Recently had one patient who was negative towards everyone but for some reason really focused on me and would accuse me of listening to her phone calls and talking about her.

What is the best way to handle this situation?

Agree with them. Often times, they don't know what to make of that. If you keep yourself from getting defensive and arguing with a delusional person (a pointless activity, believe me!), usually you can reorient them in the right direction.

Specializes in Leadership, Psych, HomeCare, Amb. Care.

I wouldn't agree with reinforcing delusional thinking. Other patients overhear and they'll think, "yeah, it's true," a follie et deux situation, and maybe a few other patients all filing complaints with MH Advocacy Commision.

I'd say something like..."no we don't _______ here.". Repeat it if needed. After that just reinforce " we already talked about that, and I'm not going to talk about it anymore"

If it can be used in the context of talking about other similar patterns, that's fine, but don't dwell on it

Specializes in Psychiatry, Mental Health.

I also don't agree with reinforcing the delusion. Some alternatives are the calm refusal, described by MrChicagoRN above, reflecting the underlying feeling ("It must be awfully scary for you to feel like that."), and redirection. This should be discussed in the team and addressed in the care plan so that the patient gets similar responses from all staff and so that everyone knows you are on the patient's radar.

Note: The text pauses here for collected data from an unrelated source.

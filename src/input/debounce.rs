//! Push switch debouncing
//!
//! The switch is sampled on a fixed period. A level different from the accepted
//! one must hold for the whole window (10 ticks of 10 ms by default) before it
//! is accepted; any sample back at the accepted level restarts the count.
//! Only an accepted press publishes an event.

use super::{EventQueue, KeyEvent};
use crate::PlayerConfig;
use std::sync::atomic::{AtomicBool, Ordering};
use std::sync::Arc;
use std::thread::JoinHandle;
use std::time::{Duration, Instant};
use tracing::{debug, trace, warn};

/// Raw switch level source
pub trait SwitchInput: Send {
    /// True while the switch is held down
    fn is_pressed(&self) -> bool;
}

impl<F: Fn() -> bool + Send> SwitchInput for F {
    fn is_pressed(&self) -> bool {
        self()
    }
}

/// Accepted level and countdown of a candidate change
#[derive(Debug, Default, Clone, Copy, PartialEq, Eq)]
pub struct DebounceState {
    /// Accepted switch level
    pub pressed: bool,
    /// Ticks still required before a differing level is accepted (0 = none pending)
    pub pending: u32,
}

/// Switch debouncer, fed one sample per tick
#[derive(Debug, Clone)]
pub struct SwitchDebouncer {
    window: u32,
    state: DebounceState,
}

impl SwitchDebouncer {
    /// Debouncer accepting a change after `window_ticks` consecutive differing samples
    pub fn new(window_ticks: u32) -> Self {
        SwitchDebouncer {
            window: window_ticks.max(1),
            state: DebounceState::default(),
        }
    }

    /// Current state
    pub fn state(&self) -> DebounceState {
        self.state
    }

    /// Feed one sample; publishes [`KeyEvent::Enter`] when a press is accepted
    pub fn sample(&mut self, pressed: bool, queue: &EventQueue) -> Option<KeyEvent> {
        if pressed == self.state.pressed {
            self.state.pending = 0;
            return None;
        }
        if self.state.pending == 0 {
            self.state.pending = self.window;
        }
        self.state.pending -= 1;
        if self.state.pending > 0 {
            return None;
        }

        self.state.pressed = pressed;
        trace!(pressed, "switch level accepted");
        let event = pressed.then_some(KeyEvent::Enter)?;
        queue.publish(event);
        Some(event)
    }
}

/// Periodic sampling thread driving a [`SwitchDebouncer`]
pub struct DebounceTimer {
    stop: Arc<AtomicBool>,
    handle: Option<JoinHandle<()>>,
}

impl DebounceTimer {
    /// Sample `switch` every `period` until stopped
    pub fn spawn<S: SwitchInput + 'static>(
        mut debouncer: SwitchDebouncer,
        switch: S,
        queue: Arc<EventQueue>,
        period: Duration,
    ) -> crate::Result<Self> {
        let stop = Arc::new(AtomicBool::new(false));
        let thread_stop = Arc::clone(&stop);
        let handle = std::thread::Builder::new()
            .name("debounce".into())
            .spawn(move || {
                let mut deadline = Instant::now();
                while !thread_stop.load(Ordering::Relaxed) {
                    debouncer.sample(switch.is_pressed(), &queue);
                    deadline += period;
                    let now = Instant::now();
                    if deadline > now {
                        spin_sleep::sleep(deadline - now);
                    } else {
                        // fell behind; don't try to catch up with a burst of samples
                        deadline = now;
                    }
                }
                debug!("debounce timer stopped");
            })?;
        Ok(DebounceTimer {
            stop,
            handle: Some(handle),
        })
    }

    /// Sample `switch` with the configured window and tick period
    pub fn from_config<S: SwitchInput + 'static>(
        config: &PlayerConfig,
        switch: S,
        queue: Arc<EventQueue>,
    ) -> crate::Result<Self> {
        let window = config.debounce_ticks();
        let period = config.debounce_period();
        debug!(window, ?period, "starting debounce timer");
        Self::spawn(SwitchDebouncer::new(window), switch, queue, period)
    }

    /// Stop sampling and wait for the thread to exit
    pub fn stop(mut self) {
        self.halt();
    }

    fn halt(&mut self) {
        self.stop.store(true, Ordering::Relaxed);
        if let Some(handle) = self.handle.take() {
            if handle.join().is_err() {
                warn!("debounce timer thread panicked");
            }
        }
    }
}

impl Drop for DebounceTimer {
    fn drop(&mut self) {
        self.halt();
    }
}
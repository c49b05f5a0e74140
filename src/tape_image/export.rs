//! C source export
//!
//! Renders a validated image as a `const uint8_t code[]` array, the form the
//! flash-resident test firmware embeds.

use super::TapeImage;
use std::fmt::Write;

const BYTES_PER_ROW: usize = 16;

/// Render the image as a C array definition
pub fn c_array(image: &TapeImage) -> String {
    let mut out = String::from("const uint8_t code[] =  {\n");
    let rows: Vec<String> = image
        .as_bytes()
        .chunks(BYTES_PER_ROW)
        .map(|row| {
            let mut line = String::from(" ");
            for byte in row {
                let _ = write!(line, " 0x{byte:02X},");
            }
            line
        })
        .collect();
    let last = rows.len().saturating_sub(1);
    for (i, mut row) in rows.into_iter().enumerate() {
        if i == last {
            row.pop();
        }
        out.push_str(&row);
        out.push('\n');
    }
    out.push_str("};\n");
    out
}

#[cfg(test)]
mod tests {
    use super::*;
    use crate::tape_image::validator::E_LINE_OFFSET;

    #[test]
    fn test_layout() {
        let mut raw = vec![0u8; 130];
        raw[E_LINE_OFFSET..E_LINE_OFFSET + 2].copy_from_slice(&(0x4009u16 + 130).to_le_bytes());
        raw[129] = 0x80;
        let image = TapeImage::from_raw(&raw).unwrap();

        let text = c_array(&image);
        let lines: Vec<&str> = text.lines().collect();
        assert_eq!(lines[0], "const uint8_t code[] =  {");
        // 130 bytes: 8 full rows plus one of 2
        assert_eq!(lines.len(), 1 + 9 + 1);
        assert_eq!(lines[9], "  0x00, 0x80");
        assert!(lines[1].ends_with(','));
        assert_eq!(lines[10], "};");
    }
}
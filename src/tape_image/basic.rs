//! BASIC program listing
//!
//! Walks the program area of a validated image (0x407D up to the display file)
//! and renders each line with the ZX81 keyword table.

use super::charset::{self, NEWLINE, NUMBER, REM};
use super::validator::read_word;
use super::{ImageError, TapeImage, LOAD_BASE};
use std::fmt;

/// Offset of the first program line (address 0x407D)
pub const PROGRAM_OFFSET: usize = 0x407D - LOAD_BASE as usize;

/// Offset of the D_FILE system variable (address 0x400C)
pub const D_FILE_OFFSET: usize = 0x400C - LOAD_BASE as usize;

/// Bytes the hidden binary form of a numeric literal occupies, marker included
const NUMBER_LEN: usize = 6;

/// One decoded BASIC line
#[derive(Debug, Clone, PartialEq, Eq)]
pub struct BasicLine {
    /// Line number
    pub number: u16,
    /// Line text without the line number
    pub text: String,
}

impl fmt::Display for BasicLine {
    fn fmt(&self, f: &mut fmt::Formatter<'_>) -> fmt::Result {
        write!(f, "{:>4} {}", self.number, self.text.trim())
    }
}

/// Decode every BASIC line stored in the image
pub fn list_program(image: &TapeImage) -> Result<Vec<BasicLine>, ImageError> {
    let data = image.as_bytes();
    let d_file = read_word(data, D_FILE_OFFSET).ok_or(ImageError::BadLine {
        offset: D_FILE_OFFSET,
    })?;
    let end = (d_file.saturating_sub(LOAD_BASE) as usize).min(data.len());

    let mut lines = Vec::new();
    let mut pos = PROGRAM_OFFSET;
    while pos < end {
        let header = data
            .get(pos..pos + 4)
            .ok_or(ImageError::BadLine { offset: pos })?;
        let number = u16::from_be_bytes([header[0], header[1]]);
        let length = u16::from_le_bytes([header[2], header[3]]) as usize;
        pos += 4;

        let body_end = pos + length.saturating_sub(1);
        let body = data
            .get(pos..body_end)
            .ok_or(ImageError::BadLine { offset: pos })?;
        let text = decode_body(body);

        if data.get(body_end) != Some(&NEWLINE) {
            return Err(ImageError::BadLine { offset: body_end });
        }
        pos = body_end + 1;
        lines.push(BasicLine { number, text });
    }
    Ok(lines)
}

fn decode_body(body: &[u8]) -> String {
    let mut text = String::new();
    let mut i = 0;
    while i < body.len() {
        match body[i] {
            REM => {
                // REM bodies are shown verbatim, numbers included
                for &code in &body[i..] {
                    text.push_str(charset::decode(code));
                }
                break;
            }
            NUMBER => i += NUMBER_LEN,
            code => {
                text.push_str(charset::decode(code));
                i += 1;
            }
        }
    }
    text
}
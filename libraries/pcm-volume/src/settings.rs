/// Construction-time volume filter settings
use crate::error::{Result, VolumeError};
use crate::filter::VolumeFilter;
use crate::format::SampleFormat;
use crate::io::DEFAULT_CHUNK_SIZE;
use crate::transformer::{validate_volume, UNITY_VOLUME};
use serde::{Deserialize, Serialize};

#[derive(Debug, Clone, PartialEq, Deserialize, Serialize)]
pub struct VolumeSettings {
    #[serde(default)]
    pub format: SampleFormat,

    /// Initial linear multiplier
    #[serde(default = "default_volume")]
    pub volume: f64,

    /// Bytes read per chunk by streaming adapters
    #[serde(default = "default_chunk_size")]
    pub chunk_size: usize,
}

fn default_volume() -> f64 {
    UNITY_VOLUME
}

fn default_chunk_size() -> usize {
    DEFAULT_CHUNK_SIZE
}

impl Default for VolumeSettings {
    fn default() -> Self {
        Self {
            format: SampleFormat::default(),
            volume: default_volume(),
            chunk_size: default_chunk_size(),
        }
    }
}

impl VolumeSettings {
    pub fn validate(&self) -> Result<()> {
        validate_volume(self.volume)?;
        if self.chunk_size == 0 {
            return Err(VolumeError::InvalidChunkSize);
        }
        Ok(())
    }

    /// Validate and build a filter with these settings
    pub fn build(&self) -> Result<VolumeFilter> {
        self.validate()?;
        VolumeFilter::with_volume(self.format, self.volume)
    }
}
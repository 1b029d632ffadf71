//! Blocking `std::io` adapters
//!
//! [`VolumeReader`] pulls raw PCM from any reader and serves it filtered;
//! [`VolumeWriter`] filters everything written to it before forwarding.

use crate::error::{Result, VolumeError};
use crate::filter::StreamFilter;
use std::io::{self, Read, Write};

/// Default number of bytes pulled from the inner reader per refill
pub const DEFAULT_CHUNK_SIZE: usize = 4096;

/// Reader that applies a [`StreamFilter`] to an inner byte source
///
/// A trailing partial sample left when the inner reader hits EOF is dropped.
pub struct VolumeReader<R, F> {
    inner: R,
    filter: F,
    scratch: Vec<u8>,
    /// Filtered bytes not yet handed to the caller
    ready: Vec<u8>,
    position: usize,
    eof: bool,
}

impl<R: Read, F: StreamFilter> VolumeReader<R, F> {
    pub fn new(inner: R, filter: F) -> Self {
        Self {
            inner,
            filter,
            scratch: vec![0; DEFAULT_CHUNK_SIZE],
            ready: Vec::with_capacity(DEFAULT_CHUNK_SIZE),
            position: 0,
            eof: false,
        }
    }

    /// Use a custom refill size
    pub fn with_chunk_size(inner: R, filter: F, chunk_size: usize) -> Result<Self> {
        if chunk_size == 0 {
            return Err(VolumeError::InvalidChunkSize);
        }
        let mut reader = Self::new(inner, filter);
        reader.scratch = vec![0; chunk_size];
        Ok(reader)
    }

    pub fn filter(&self) -> &F {
        &self.filter
    }

    /// Mutable access to the filter, e.g. to change volume mid-stream
    ///
    /// Bytes already filtered but not yet read keep their old volume.
    pub fn filter_mut(&mut self) -> &mut F {
        &mut self.filter
    }

    pub fn into_inner(self) -> (R, F) {
        (self.inner, self.filter)
    }

    /// Refill `ready`; returns false once the inner reader is exhausted
    fn fill(&mut self) -> io::Result<bool> {
        self.ready.clear();
        self.position = 0;

        while self.ready.is_empty() {
            if self.eof {
                return Ok(false);
            }
            let read = match self.inner.read(&mut self.scratch) {
                Ok(read) => read,
                Err(e) if e.kind() == io::ErrorKind::Interrupted => continue,
                Err(e) => return Err(e),
            };
            if read == 0 {
                self.eof = true;
                self.filter.reset();
                return Ok(false);
            }
            self.filter.process_into(&self.scratch[..read], &mut self.ready);
        }

        Ok(true)
    }
}

impl<R: Read, F: StreamFilter> Read for VolumeReader<R, F> {
    fn read(&mut self, buf: &mut [u8]) -> io::Result<usize> {
        if buf.is_empty() {
            return Ok(0);
        }
        if self.position >= self.ready.len() && !self.fill()? {
            return Ok(0);
        }

        let available = &self.ready[self.position..];
        let count = available.len().min(buf.len());
        buf[..count].copy_from_slice(&available[..count]);
        self.position += count;
        Ok(count)
    }
}

/// Writer that applies a [`StreamFilter`] before forwarding to `inner`
///
/// Filtered samples the inner writer has not yet taken are staged and drained
/// before any new input is accepted. A failure while draining returns `Err`
/// with nothing consumed, so the caller can retry the same buffer. Once the
/// filter has consumed a buffer, `write` reports it in full and a write error
/// on its samples surfaces from the next `write` or `flush`.
pub struct VolumeWriter<W: Write, F> {
    inner: W,
    filter: F,
    staging: Vec<u8>,
}

impl<W: Write, F: StreamFilter> VolumeWriter<W, F> {
    pub fn new(inner: W, filter: F) -> Self {
        Self {
            inner,
            filter,
            staging: Vec::with_capacity(DEFAULT_CHUNK_SIZE),
        }
    }

    pub fn filter(&self) -> &F {
        &self.filter
    }

    pub fn filter_mut(&mut self) -> &mut F {
        &mut self.filter
    }

    pub fn get_ref(&self) -> &W {
        &self.inner
    }

    /// Filtered bytes waiting for the inner writer
    pub fn staged(&self) -> usize {
        self.staging.len()
    }

    /// Flush and return the inner writer, dropping any partial sample
    pub fn into_inner(mut self) -> io::Result<W> {
        self.drain_staging()?;
        self.inner.flush()?;
        self.filter.reset();
        Ok(self.inner)
    }

    /// Push staged bytes to the inner writer, keeping whatever it refused
    fn drain_staging(&mut self) -> io::Result<()> {
        let mut written = 0;
        let result = loop {
            if written >= self.staging.len() {
                break Ok(());
            }
            match self.inner.write(&self.staging[written..]) {
                Ok(0) => {
                    break Err(io::Error::new(
                        io::ErrorKind::WriteZero,
                        "failed to write filtered samples",
                    ))
                }
                Ok(n) => written += n,
                Err(e) if e.kind() == io::ErrorKind::Interrupted => {}
                Err(e) => break Err(e),
            }
        };
        self.staging.drain(..written);
        result
    }
}

impl<W: Write, F: StreamFilter> Write for VolumeWriter<W, F> {
    fn write(&mut self, buf: &[u8]) -> io::Result<usize> {
        self.drain_staging()?;

        self.filter.process_into(buf, &mut self.staging);
        if let Err(e) = self.drain_staging() {
            tracing::trace!(error = %e, staged = self.staging.len(), "Inner writer deferred samples");
        }
        Ok(buf.len())
    }

    fn flush(&mut self) -> io::Result<()> {
        self.drain_staging()?;
        self.inner.flush()
    }
}
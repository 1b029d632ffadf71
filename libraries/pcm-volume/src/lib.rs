//! PCM Volume
//!
//! Streaming amplitude scaling for raw interleaved signed integer PCM.
//!
//! This crate provides:
//! - A generic carry-over engine, [`VolumeTransformer`], over 16/32-bit
//!   little/big-endian sample codecs
//! - [`VolumeFilter`], the same engine with its layout picked at runtime
//! - Blocking [`VolumeReader`]/[`VolumeWriter`] adapters over `std::io`
//!
//! Chunks may split samples anywhere. Complete samples are rescaled
//! (multiply, truncate toward zero, saturate) and emitted; a trailing partial
//! sample is held until the next chunk and dropped at end of stream.
//!
//! # Example
//!
//! ```rust
//! use pcm_volume::{SampleFormat, VolumeFilter};
//!
//! let mut filter = VolumeFilter::with_volume(SampleFormat::S16le, 0.5)?;
//!
//! // 10 and -10 as s16le, with the second sample split across two chunks
//! let first = filter.process(&[10, 0, 0xF6]);
//! let second = filter.process(&[0xFF]);
//!
//! assert_eq!(first, vec![5, 0]);
//! assert_eq!(second, vec![0xFB, 0xFF]);
//! # Ok::<(), pcm_volume::VolumeError>(())
//! ```

#![deny(unsafe_code)]

mod error;
mod filter;
mod format;
pub mod io;
pub mod sample;
mod settings;
mod transformer;

pub use error::{Result, VolumeError};
pub use filter::{StreamFilter, VolumeFilter};
pub use format::{Endianness, SampleFormat};
pub use io::{VolumeReader, VolumeWriter, DEFAULT_CHUNK_SIZE};
pub use sample::{PcmSample, S16Be, S16Le, S32Be, S32Le};
pub use settings::VolumeSettings;
pub use transformer::{VolumeTransformer, UNITY_VOLUME};
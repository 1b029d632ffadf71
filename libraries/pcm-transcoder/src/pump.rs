//! Async pump from a PCM source, through a volume filter, into a sink

use crate::error::Result;
use pcm_volume::{StreamFilter, VolumeError};
use tokio::io::{AsyncRead, AsyncReadExt, AsyncWrite, AsyncWriteExt};

/// Byte counts for one pumped stream
///
/// `bytes_in == bytes_out + discarded` always holds once the pump returns.
#[derive(Debug, Clone, Copy, Default, PartialEq, Eq)]
pub struct PumpStats {
    pub bytes_in: u64,
    pub bytes_out: u64,
    /// Trailing partial-sample bytes dropped at end of stream
    pub discarded: u64,
}

/// Copy `reader` to `writer` until EOF, filtering every chunk
///
/// Reads at most `chunk_size` bytes at a time. A partial sample left in the
/// filter by earlier use is dropped first, so the stream starts aligned. At
/// EOF the writer is flushed and any partial sample held by the filter is
/// discarded.
pub async fn pump<R, W, F>(
    reader: &mut R,
    writer: &mut W,
    filter: &mut F,
    chunk_size: usize,
) -> Result<PumpStats>
where
    R: AsyncRead + Unpin + ?Sized,
    W: AsyncWrite + Unpin + ?Sized,
    F: StreamFilter + ?Sized,
{
    if chunk_size == 0 {
        return Err(VolumeError::InvalidChunkSize.into());
    }

    let stale = filter.reset();
    if stale > 0 {
        tracing::debug!(stale, "Dropped partial sample left from a previous stream");
    }

    let mut input = vec![0u8; chunk_size];
    let mut output = Vec::with_capacity(chunk_size);
    let mut stats = PumpStats::default();

    loop {
        let read = reader.read(&mut input).await?;
        if read == 0 {
            break;
        }
        stats.bytes_in += read as u64;

        output.clear();
        filter.process_into(&input[..read], &mut output);
        if !output.is_empty() {
            writer.write_all(&output).await?;
            stats.bytes_out += output.len() as u64;
        }
    }

    writer.flush().await?;
    stats.discarded = filter.reset() as u64;

    if stats.discarded > 0 {
        tracing::warn!(
            discarded = stats.discarded,
            "Stream ended mid-sample; trailing bytes dropped"
        );
    }
    tracing::debug!(
        bytes_in = stats.bytes_in,
        bytes_out = stats.bytes_out,
        "Pump finished"
    );

    Ok(stats)
}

I'm an MH counselor in a psych facility, and we deal with this a lot. You get accused of doing things you didn't and maybe even accused of being someone else. It happens, but I usually try to redirect. If that doesn't work, I will not buy into the delusion under any circumstance.

Sorry, I'm not a nurse but I deal with this all the time!

Specializes in NICU.

Like others, I don't agree with feeding in to the delusion. I have a patient like that right now who is very paranoid and fixated on me. He told our doctor I was his neighbor and I go around telling all our neighbors about him, he won't take meds b/c he think we are poisoning him, said we are putting Ativan in everyone's food. States I follow him everywhere he goes and I'm out to get him. I work at a Men's Acute facility, and in a situation like that it's safety 1st, I just reassure him that what he is think is not true, and after a few times I tell him I'm not going to argue and end the conversation. If we have a patient fixated on us we try to take ourselves out of direct care if possible by switching with another nurse or something like that. For the past 4 days, every time he walked by he would make a comment and I got to the point I would just ignore it.

But do not feed in to it. It will make it worse. The object is to get the back on medication and help them, not feed into a delusion.

My standard statement "I'm sorry you feel that way, but I do not listen in on you or any one else" - then turn & walk away. You are the nurse in control - do not let it become a "Yes you do" "No I don't" thing.

don't argue. dont feed into their delusions. reinforce reality. walk away. document.